(Saved entries)
>>>>

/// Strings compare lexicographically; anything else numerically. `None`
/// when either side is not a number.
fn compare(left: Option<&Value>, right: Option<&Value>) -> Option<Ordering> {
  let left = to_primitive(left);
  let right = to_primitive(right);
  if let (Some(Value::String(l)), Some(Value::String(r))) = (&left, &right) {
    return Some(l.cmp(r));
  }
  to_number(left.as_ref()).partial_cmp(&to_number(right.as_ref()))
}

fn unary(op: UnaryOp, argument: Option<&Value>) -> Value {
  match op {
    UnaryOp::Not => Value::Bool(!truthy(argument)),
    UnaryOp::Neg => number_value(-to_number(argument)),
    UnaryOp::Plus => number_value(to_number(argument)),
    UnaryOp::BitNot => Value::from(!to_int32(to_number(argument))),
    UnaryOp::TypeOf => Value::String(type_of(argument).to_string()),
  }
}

<<<<

Please provide an exact transcription of each line from the one holding "let left = to_primitive(left);" through the final line of the data above.

• **Exercise response**
  let left = to_primitive(left);
  let right = to_primitive(right);
  if let (Some(Value::String(l)), Some(Value::String(r))) = (&left, &right) {
    return Some(l.cmp(r));
  }
  to_number(left.as_ref()).partial_cmp(&to_number(right.as_ref()))
}

fn unary(op: UnaryOp, argument: Option<&Value>) -> Value {
  match op {
    UnaryOp::Not => Value::Bool(!truthy(argument)),
    UnaryOp::Neg => number_value(-to_number(argument)),
    UnaryOp::Plus => number_value(to_number(argument)),
    UnaryOp::BitNot => Value::from(!to_int32(to_number(argument))),
    UnaryOp::TypeOf => Value::String(type_of(argument).to_string()),
  }
}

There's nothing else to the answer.